Fin 2012, le proviseur du lycée Voltaire, Franck Choinard, avait également été incité à quitter son poste, après avoir été accusé de pédophilie, accusations qu’il a toujours réfutées. Encore plus tôt, c’est la mission laïque qui régissait auparavant le lycée qui fait aujourd’hui la Une des journaux qui avait été accusée de détournement de fonds. La plainte déposée en France à ce sujet a été classée sans suite mais cette accusation avait permis aux Qataris de se débarrasser de cette mission laïque pour prendre le contrôle de la gestion de l’établissement.

Nouvelle polémique en France

Cette dernière nouvelle, assortie de ces nombreux précédents, lance une nouvelle polémique en France.

Sur son blog hébergé par le site Marianne, la journaliste Martine Gozlan, également auteur de « Les rebelles d’Allah. Ils ont défié l’ordre islamiste », condamne l’inclinaison des autorités françaises devant ce qu’elle considère comme les « désidératas wahhabites de leurs majestés Qatariotes ».

« On aurait espéré que Paris défendrait la liberté de penser, marque de fabrique de notre identité universelle », écrit encore la journaliste. « Hélas, là encore, l’infidélité à notre héritage et à notre message s’exhibe avec obscénité ».

Mise à jour Qatar – Lycée Voltaire de Doha – Déclaration du porte-parole du ministère des affaires étrangères (Paris, 28/01/2014)

« Contrairement à une information de presse, l’accord relatif au lycée Voltaire de Doha, qui a été signé aujourd’hui, ne porte ni sur les cours de religion ni sur les questions de mixité.

L’accord établit une relation contractuelle entre le lycée Voltaire et l’Agence pour l’enseignement français à l’étranger (AEFE). Le premier s’engage à verser une contribution à l’agence, en échange de laquelle il bénéficiera, pour ses professeurs, de formation continue et de visites d’inspection. L’établissement va pouvoir se rapprocher des normes et des pratiques françaises. En signant l’accord, l’établissement s’engage notamment à respecter la «charte de l’enseignement français à l’étranger», qui se réfère aux principes de laïcité et de neutralité de l’éducation.

L’établissement, qui accueille des enfants de la maternelle à la sixième, est mixte. Toutes ses classes mêlent garçons et filles, conformément à l’esprit et à la pratique de l’éducation française.

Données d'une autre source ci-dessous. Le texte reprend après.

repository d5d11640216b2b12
//! Infrastructure layer: config, logging, storage and local data sources.

pub mod config;
pub mod error;
pub mod logging;
pub mod mock_conversations;
pub mod secrets;
pub mod storage_layout;

/// Returns the infra module name for smoke checks.
pub fn module_name() -> &'static str {
    "infra"
}
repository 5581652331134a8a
use async_trait::async_trait;
use tokio::sync::Mutex;
use uuid::Uuid;

use business::domain::errors::RepositoryError;
use business::domain::product::model::Product;
use business::domain::product::repository::ProductRepository;

/// Process-local repository backed by a `Vec` behind one exclusive lock.
///
/// Every operation holds the lock for its whole read or read-modify-write
/// step, so a fetch never observes a half-applied toggle and two toggles on
/// the same id never interleave.
pub struct ProductRepositoryInMemory {
    products: Mutex<Vec<Product>>,
}

impl ProductRepositoryInMemory {
    /// Falls back to the built-in demo catalog when the seed is empty.
    pub fn new(products: Vec<Product>) -> Self {
        let products = if products.is_empty() {
            demo_catalog()
        } else {
            products
        };
        Self {
            products: Mutex::new(products),
        }
    }
}

#[async_trait]
impl ProductRepository for ProductRepositoryInMemory {
    async fn fetch_all(&self) -> Result<Vec<Product>, RepositoryError> {
        let products = self.products.lock().await;
        Ok(products.clone())
    }

    async fn toggle_favorite(&self, id: Uuid) -> Result<Product, RepositoryError> {
        let mut products = self.products.lock().await;
        let product = products
            .iter_mut()
            .find(|p| p.id == id)
            .ok_or(RepositoryError::NoDataAvailable)?;

        product.is_favorite = !product.is_favorite;
        Ok(product.clone())
    }
}

fn demo_catalog() -> Vec<Product> {
    vec![
        Product::new("Product 1", "Phones", 10.0, false),
        Product::new("Product 2", "Computers", 20.0, true),
        Product::new("Product 3", "Phones", 30.0, false),
        Product::new("iPhone 15 Pro", "Smartphones", 999.00, false),
        Product::new("MacBook Pro 16\"", "Laptops", 2499.00, false),
        Product::new("AirPods Pro", "Audio", 249.00, false),
        Product::new("iPad Air", "Tablets", 599.00, false),
        Product::new("Apple Watch Series 9", "Wearables", 399.00, false),
        Product::new("Magic Keyboard", "Accessories", 99.00, false),
        Product::new("Apple Pencil", "Accessories", 79.00, false),
        Product::new("HomePod mini", "Audio", 99.00, false),
        Product::new("Mac mini", "Desktops", 599.00, false),
        Product::new("AirTag 4 Pack", "Accessories", 99.00, false),
    ]
}
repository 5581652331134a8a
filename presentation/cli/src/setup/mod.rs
pub mod dependency_injection;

S’il existe des cours de religion au lycée Voltaire de Doha, ils sont dispensés en dehors du programme scolaire officiel français, dans le temps périscolaire, comme cela se fait dans de nombreux pays. En outre, seuls les Qatariens sont tenus de suivre ces enseignements, conformément à la loi locale. L’obligation ne s’impose en aucun cas aux autres enfants (non-qatariens), en particulier aux jeunes Français. Cette pratique est donc parfaitement conforme à nos principes de laïcité ».